Saturday, October 11, 2008

The Tone

The photograph above depicts one America's first computerized mass mailing. It is an indictment for treason leveled against the President of the United States. This indictment was mailed to tens of thousands of Texans in November 1963.

The interesting thing about the Kennedy assassination is that the President was killed by a lone communist, but almost everybody, up to including the slain president's friends and family, were invested in the idea of a right-wing conspiracy.  

That psychodrama is beyond the purview of this piece, but the atmosphere that was ginned up before John Kennedy was murdered is very pertinent, regardless of who pulled the trigger.  

The wave of revulsion following the slaying washed over the right-wing because the logical conclusion of their attacks on the president were now painfully laid bare.  For although the men who made the flyer above did not murder the president, they publicly accused him of treason, and the penalty for treason is....precisely.

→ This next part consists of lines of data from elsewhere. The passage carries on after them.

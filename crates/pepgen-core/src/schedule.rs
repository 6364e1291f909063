//! Recurrence schedule for automatic article generation.
//!
//! One row per deployment, edited by an external settings form. The pipeline
//! only ever mutates `last_run_at`/`next_run_at`, and only after a completed
//! run.

use chrono::{DateTime, NaiveTime, Utc};

/// How often the automatic pipeline runs.
#[derive(Debug, Clone, Copy, PartialEq, Eq)]
pub enum Frequency {
    Daily,
    Weekly,
}

impl Frequency {
    #[must_use]
    pub fn as_str(self) -> &'static str {
        match self {
            Frequency::Daily => "daily",
            Frequency::Weekly => "weekly",
        }
    }

    /// Parse a stored frequency value. Returns `None` for unknown values.
    #[must_use]
    pub fn parse(s: &str) -> Option<Self> {
        match s {
            "daily" => Some(Frequency::Daily),
            "weekly" => Some(Frequency::Weekly),
            _ => None,
        }
    }
}

/// Requested article length, mapped to a word-count range used to steer the
/// generator. The range is prompt guidance only — never enforced against the
/// returned draft.
#[derive(Debug, Clone, Copy, PartialEq, Eq)]
pub enum TargetLength {
    Short,
    Standard,
    Long,
}

impl TargetLength {
    #[must_use]
    pub fn as_str(self) -> &'static str {
        match self {
            TargetLength::Short => "short",
            TargetLength::Standard => "standard",
            TargetLength::Long => "long",
        }
    }

    /// Parse a stored target-length value. Returns `None` for unknown values.
    #[must_use]
    pub fn parse(s: &str) -> Option<Self> {
        match s {
            "short" => Some(TargetLength::Short),
            "standard" => Some(TargetLength::Standard),
            "long" => Some(TargetLength::Long),
            _ => None,
        }
    }

    /// Word-count range used in the generation prompt.
    #[must_use]
    pub fn word_range(self) -> (u32, u32) {
        match self {
            TargetLength::Short => (600, 900),
            TargetLength::Standard => (1_200, 1_800),
            TargetLength::Long => (2_200, 3_000),
        }
    }
}

/// The recurrence configuration and due-date bookkeeping for automatic runs.
#[derive(Debug, Clone, PartialEq, Eq)]
pub struct Schedule {
    pub id: i64,
    pub active: bool,
    pub frequency: Frequency,
    /// 0–6 (Sunday-based), meaningful only when `frequency` is weekly.
    /// The controller stores it for the settings UI but never re-aligns to
    /// it: weekly runs repeat 7 days from the last run.
    pub day_of_week: Option<i16>,
    /// Time of day in UTC applied to each computed next run.
    pub time_of_day: NaiveTime,
    pub target_length: TargetLength,
    /// Free-text steering passed through to the topic and article prompts.
    pub additional_context: Option<String>,
    pub last_run_at: Option<DateTime<Utc>>,
    pub next_run_at: Option<DateTime<Utc>>,
}
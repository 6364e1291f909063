//! Postgres access layer for pepgen.
//!
//! Pool construction, embedded migrations, and one module per table family.
//! All operations are free functions over `&PgPool` returning
//! `Result<_, DbError>`.

use sqlx::{postgres::PgPoolOptions, PgPool};
use std::time::Duration;
use thiserror::Error;

mod articles;
mod auth;
mod categories;
mod peptides;
mod schedules;

pub use articles::{insert_article, list_recent_titles};
pub use auth::{find_user_by_token_hash, grant_role, hash_token, insert_api_token, user_has_role};
pub use categories::{insert_category, list_categories, CategoryRow};
pub use peptides::{list_peptides, PeptideRow};
pub use schedules::{load_schedule, update_schedule_run};

const DEFAULT_MAX_CONNECTIONS: u32 = 10;
const DEFAULT_MIN_CONNECTIONS: u32 = 1;
const DEFAULT_ACQUIRE_TIMEOUT_SECS: u64 = 10;

// Path relative to crates/pepgen-db/Cargo.toml; resolves to <workspace-root>/migrations/
static MIGRATOR: sqlx::migrate::Migrator = sqlx::migrate!("../../migrations");

#[derive(Debug, Clone, Copy)]
pub struct PoolConfig {
    pub max_connections: u32,
    pub min_connections: u32,
    pub acquire_timeout_secs: u64,
}

impl Default for PoolConfig {
    fn default() -> Self {
        Self {
            max_connections: DEFAULT_MAX_CONNECTIONS,
            min_connections: DEFAULT_MIN_CONNECTIONS,
            acquire_timeout_secs: DEFAULT_ACQUIRE_TIMEOUT_SECS,
        }
    }
}

impl PoolConfig {
    /// Derive pool settings from the loaded application config.
    #[must_use]
    pub fn from_app_config(config: &pepgen_core::AppConfig) -> Self {
        Self {
            max_connections: config.db_max_connections,
            min_connections: config.db_min_connections,
            acquire_timeout_secs: config.db_acquire_timeout_secs,
        }
    }
}

#[derive(Debug, Error)]
pub enum DbError {
    #[error("record not found")]
    NotFound,
    #[error("invalid stored value in {table}.{column}: {value}")]
    InvalidColumn {
        table: &'static str,
        column: &'static str,
        value: String,
    },
    #[error(transparent)]
    Sqlx(#[from] sqlx::Error),
    #[error(transparent)]
    Json(#[from] serde_json::Error),
    #[error(transparent)]
    Migration(#[from] sqlx::migrate::MigrateError),
}

/// Connect to a Postgres pool using explicit URL and config.
///
/// # Errors
///
/// Returns [`sqlx::Error`] if the connection cannot be established.
pub async fn connect_pool(database_url: &str, config: PoolConfig) -> Result<PgPool, sqlx::Error> {
    PgPoolOptions::new()
        .max_connections(config.max_connections)
        .min_connections(config.min_connections)
        .acquire_timeout(Duration::from_secs(config.acquire_timeout_secs))
        .connect(database_url)
        .await
}

/// Run all pending migrations against the pool.
///
/// # Errors
///
/// Returns [`sqlx::migrate::MigrateError`] if any migration fails.
pub async fn run_migrations(pool: &PgPool) -> Result<(), sqlx::migrate::MigrateError> {
    MIGRATOR.run(pool).await
}

/// Send a `SELECT 1` to verify the pool has a live connection.
///
/// # Errors
///
/// Returns [`sqlx::Error`] if the query fails.
pub async fn health_check(pool: &PgPool) -> Result<(), sqlx::Error> {
    sqlx::query_scalar::<_, i32>("SELECT 1")
        .fetch_one(pool)
        .await?;
    Ok(())
}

A similarly dangerous quickening of rhetoric occurred in the 1990's among right-wing militia, who harbored what were in my mind several legitimate critiques of abusive federal power in the wake of Waco and Ruby Ridge.  Their rhetoric, however, came to overtake their legitimate grievances, and it only took one deranged acolyte, in the person of Timothy McVeigh, to permanently discredit that movement.

Oklahoma City did what the Kennedy killing(s) did; it illustrated in graphic and visceral violence the logical conclusion of certain rhetoric.  If the president was guilty of treason, he must be executed.  And if federal buildings are legitimate targets for attack, then the children attending daycare in those buildings are combatants.

Now I bare horrified witness to an agonizingly familiar but uniquely despicable radicalization of rhetoric.  For Sarah Palin to accuse Barack Obama of "palling around with terrorists" is such a grievous sin against decency that it took several days for me to fully absorb the weight of her words.

First, there was the crowd.  The crowd that seemed primed for blood.  The crowd that lustily booed the very mention of the New York Times.  Were they booing reading?  Were they booing New York?  This rabid anti-intellectualism must be understood as part and parcel of this insidious rhetoric, which peaked when Mrs. Palin accused Barack Obama of "palling around with terrorists."

"Terrorists"  Plural.  With no qualifying adjective.  For Sarah Palin to speak this sentence in post-9/11 America is beyond comprehension for me.  Does this woman genuinely not understand what she has said?  That Barack Obama "palls around with terrorists" does not just mean that Obama is naive or liberal or elitist; it means that he is literally one of the enemy.

Post 9/11, it became this country's policy that no distinction would be made between "terrorists" and those was harbored them, aided them or, one would presume, palls around with them.  Mrs. Palin placed Mr. Obama clearly with the "terrorists".  And if that were true, well the only remedy to be sought be a concerned patriot would be....
McCain and Palin are putting an energy into motion that they cannot hope to contain.

Even when McCain feels compelled to make pro forma defenses of Mr. Obama, he is booed by the audience.  Yes, when Mr. McCain pointed out that Mr. Obama is not "an Arab", he was booed.  

When someone was heard to yell, "Kill him!", or "Bomb Obama!", Mr. McCain lost his only chance to attempt to gain control over this train.  Any decent American patriot, including an earlier incarnation of John McCain, would have responded thusly: "How dare you, sir?  How dare you direct such an ugly attack at a fellow American?  I don't want your vote, and I don't want you at my rally."  That didn't happen.  And history will remember that.

This actually brings to mind a moment about 2 years ago when someone yelled from the audience at a Bill Clinton speech that the Bush administration had orchestrated 9/11.  "How dare you...how DARE you?" said Mr. Clinton, eyes narrowing and face pinkening.  That was the proper reaction.

But now, I realize, this thing has been let loose.  There are thousands of citizens who go to McCain rallies not to cheer for Mr. McCain but to congregate in an orgy of self-reinforcing hatred for Mr. Obama.  Only in such a crowd is one liberated to yell, "Kill him!"  And from these crowds, killers are born.